A good homemade build should pass five checks: the shaft is structurally sound, the grip is secure, the weight is measured in grams, the weighted end is locked down with epoxy or equivalent mechanical security, and the stick can be swung aggressively without rattling or shifting.

DIY speed sticks also need the same support tools as retail speed sticks. A radar from best speed radar for the Stack System helps track speed. A benchmark from golf swing speed chart helps interpret progress. Face-contact tools like golf impact tape vs spray help confirm that new speed is not destroying strike quality.

Best DIY Golf Speed Stick Build Options and Accessories

There are several ways to build a homemade golf speed stick. The safest option depends on what you already own, your workshop skill level, and how much risk you are willing to accept. If you are not comfortable securing weights permanently, buy a retail speed trainer instead.
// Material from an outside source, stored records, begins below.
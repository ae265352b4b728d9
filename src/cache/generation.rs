//! Cache generation identity and state
//!
//! A generation is one versioned snapshot of the site's assets. Its name
//! embeds a semantic version; bumping the version is how a deploy
//! invalidates everything cached before it.

use crate::error::{OffcacheError, OffcacheResult};
use chrono::{DateTime, Utc};
use semver::Version;
use serde::{Deserialize, Serialize};
use std::fmt;

/// Validated generation name of the form `<site>-v<semver>`
#[derive(Debug, Clone, PartialEq, Eq)]
pub struct CacheName {
    name: String,
    version: Version,
}

impl CacheName {
    /// Parse a generation name, e.g. `lakshay-portfolio-v1.0.0`
    pub fn parse(name: &str) -> OffcacheResult<Self> {
        let invalid = |reason: &str| OffcacheError::InvalidCacheName {
            name: name.to_string(),
            reason: reason.to_string(),
        };

        if name.is_empty() {
            return Err(invalid("name is empty"));
        }
        if !name
            .chars()
            .all(|c| c.is_ascii_alphanumeric() || matches!(c, '-' | '_' | '.' | '+'))
        {
            return Err(invalid("only ASCII letters, digits, '-', '_', '.' and '+' are allowed"));
        }

        let (site, version) = name
            .rsplit_once("-v")
            .ok_or_else(|| invalid("missing -v<version> suffix"))?;
        if site.is_empty() {
            return Err(invalid("missing site prefix"));
        }
        let version = Version::parse(version).map_err(|e| invalid(&e.to_string()))?;

        Ok(Self {
            name: name.to_string(),
            version,
        })
    }

    pub fn as_str(&self) -> &str {
        &self.name
    }

    pub fn version(&self) -> &Version {
        &self.version
    }

    /// Site prefix without the version suffix
    pub fn site(&self) -> &str {
        self.name
            .rsplit_once("-v")
            .map(|(site, _)| site)
            .unwrap_or(&self.name)
    }
}

impl fmt::Display for CacheName {
    fn fmt(&self, f: &mut fmt::Formatter<'_>) -> fmt::Result {
        f.write_str(&self.name)
    }
}

/// State of a cache generation
#[derive(Debug, Clone, Copy, PartialEq, Eq, Serialize, Deserialize)]
#[serde(rename_all = "lowercase")]
pub enum GenerationState {
    /// Opened by an install that has not finished (or crashed)
    Building,
    /// Every manifest entry is stored; may be activated
    Complete,
}

impl GenerationState {
    /// Whether a generation in this state may be promoted by activate
    pub fn is_activatable(&self) -> bool {
        matches!(self, Self::Complete)
    }
}

impl fmt::Display for GenerationState {
    fn fmt(&self, f: &mut fmt::Formatter<'_>) -> fmt::Result {
        match self {
            Self::Building => write!(f, "building"),
            Self::Complete => write!(f, "complete"),
        }
    }
}

/// Information about a stored generation
#[derive(Debug, Clone, PartialEq, Eq, Serialize, Deserialize)]
pub struct Generation {
    /// Generation name
    pub name: String,
    /// Install state
    pub state: GenerationState,
    /// Fingerprint of the worker that completed it
    pub fingerprint: Option<String>,
    /// When the generation was opened
    pub created_at: DateTime<Utc>,
    /// Number of stored entries
    #[serde(default)]
    pub entries: usize,
}

impl Generation {
    /// Create a new generation record in the building state
    pub fn building(name: impl Into<String>) -> Self {
        Self {
            name: name.into(),
            state: GenerationState::Building,
            fingerprint: None,
            created_at: Utc::now(),
            entries: 0,
        }
    }

    /// Whether this generation was completed by a worker with `fingerprint`
    pub fn is_complete_for(&self, fingerprint: &str) -> bool {
        self.state.is_activatable() && self.fingerprint.as_deref() == Some(fingerprint)
    }
}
1. Old Driver Shaft DIY Speed Stick Build

Best for: Golfers who already have old driver shafts, broken woods, or spare graphite shafts in the garage.

The old driver shaft build is the most natural DIY golf speed stick method because it keeps the trainer close to a real golf club length and feel. Start with three old shafts if possible: one for a lighter stick, one for a medium stick, and one for a heavier stick.

The goal is not to copy a commercial product perfectly. The goal is to create a progressive set that lets you swing one stick faster than your driver, one close to normal speed feel, and one with slightly more resistance. That is the overspeed logic behind retail systems.

Before adding any weight, inspect each shaft. Do not use a cracked graphite shaft, a splintered tip, a loose grip, or a shaft with damage near the handle. Speed training involves high-intent swings, and weak parts are more dangerous at high speed.

If you need more shaft-work context, TopGolfe has related repair guides such as golf club shaft extensions, golf shaft extensions graphite, and how to remove scratches from golf club shafts.

Pros

  • Golf-like length and feel.
  • Can be very cheap if you already own old shafts.
  • Works well for light, medium, and heavy DIY builds.
  • Easy to grip like a real club.
  • Good way to recycle damaged club projects.
  • Can be customized with lead tape and measured weight.

Cons

  • Unsafe if the shaft is cracked or weakened.
  • Requires careful end-weight installation.
  • Weight can loosen if poorly secured.
  • May not match commercial speed-stick weights exactly.
  • Requires a scale and patience.
  • May cost more if you have to buy shafts and grips.

Buy it if: You already have old shafts and want the most golf-like homemade speed stick build.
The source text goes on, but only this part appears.